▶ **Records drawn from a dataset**
#####

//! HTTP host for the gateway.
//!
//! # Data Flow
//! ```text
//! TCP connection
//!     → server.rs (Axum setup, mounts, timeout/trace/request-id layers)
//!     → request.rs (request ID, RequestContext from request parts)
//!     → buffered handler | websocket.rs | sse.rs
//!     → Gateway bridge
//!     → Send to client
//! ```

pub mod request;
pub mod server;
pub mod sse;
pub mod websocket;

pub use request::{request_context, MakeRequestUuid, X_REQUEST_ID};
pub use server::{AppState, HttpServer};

#####

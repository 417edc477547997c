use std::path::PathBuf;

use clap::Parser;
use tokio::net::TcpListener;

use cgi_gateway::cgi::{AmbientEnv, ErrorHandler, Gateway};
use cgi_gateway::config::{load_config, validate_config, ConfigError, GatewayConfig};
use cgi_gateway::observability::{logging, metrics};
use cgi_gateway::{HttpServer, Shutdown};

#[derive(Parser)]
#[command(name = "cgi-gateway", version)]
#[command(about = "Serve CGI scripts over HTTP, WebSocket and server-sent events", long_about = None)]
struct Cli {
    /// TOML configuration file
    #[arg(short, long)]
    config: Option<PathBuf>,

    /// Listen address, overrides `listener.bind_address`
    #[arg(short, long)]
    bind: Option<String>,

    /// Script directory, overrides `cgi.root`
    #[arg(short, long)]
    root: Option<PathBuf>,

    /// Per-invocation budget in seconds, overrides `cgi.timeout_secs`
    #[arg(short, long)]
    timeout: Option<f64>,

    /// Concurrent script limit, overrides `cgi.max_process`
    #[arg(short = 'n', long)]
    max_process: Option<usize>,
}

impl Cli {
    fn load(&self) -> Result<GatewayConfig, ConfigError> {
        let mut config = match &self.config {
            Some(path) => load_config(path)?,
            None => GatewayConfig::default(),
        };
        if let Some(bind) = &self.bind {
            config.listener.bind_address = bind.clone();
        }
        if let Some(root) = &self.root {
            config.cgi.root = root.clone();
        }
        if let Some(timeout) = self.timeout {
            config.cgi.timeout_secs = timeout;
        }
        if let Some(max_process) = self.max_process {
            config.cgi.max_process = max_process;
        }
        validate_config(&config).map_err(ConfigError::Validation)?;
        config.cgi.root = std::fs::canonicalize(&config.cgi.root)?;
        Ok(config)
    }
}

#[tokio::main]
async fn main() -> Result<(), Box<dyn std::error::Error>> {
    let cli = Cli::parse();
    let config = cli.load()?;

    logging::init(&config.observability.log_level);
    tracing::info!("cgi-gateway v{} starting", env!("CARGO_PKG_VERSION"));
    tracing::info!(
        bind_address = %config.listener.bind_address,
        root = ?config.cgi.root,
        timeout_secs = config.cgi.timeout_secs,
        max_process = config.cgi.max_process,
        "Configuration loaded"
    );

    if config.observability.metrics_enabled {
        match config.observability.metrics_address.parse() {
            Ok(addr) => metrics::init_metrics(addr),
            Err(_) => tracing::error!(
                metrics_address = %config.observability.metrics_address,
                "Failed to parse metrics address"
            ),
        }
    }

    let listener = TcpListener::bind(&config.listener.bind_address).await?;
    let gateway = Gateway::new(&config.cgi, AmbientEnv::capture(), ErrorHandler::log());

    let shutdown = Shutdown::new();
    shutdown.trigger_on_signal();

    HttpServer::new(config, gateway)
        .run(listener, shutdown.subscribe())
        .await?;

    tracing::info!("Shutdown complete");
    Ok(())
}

#####

▶ **Prompt**
From the records above, quote only the lines running from the line with "Per-invocation budget in" to the line with "let mut config", both lines included.

▶ **Answer section**
    /// Per-invocation budget in seconds, overrides `cgi.timeout_secs`
    #[arg(short, long)]
    timeout: Option<f64>,

    /// Concurrent script limit, overrides `cgi.max_process`
    #[arg(short = 'n', long)]
    max_process: Option<usize>,
}

impl Cli {
    fn load(&self) -> Result<GatewayConfig, ConfigError> {
        let mut config = match &self.config {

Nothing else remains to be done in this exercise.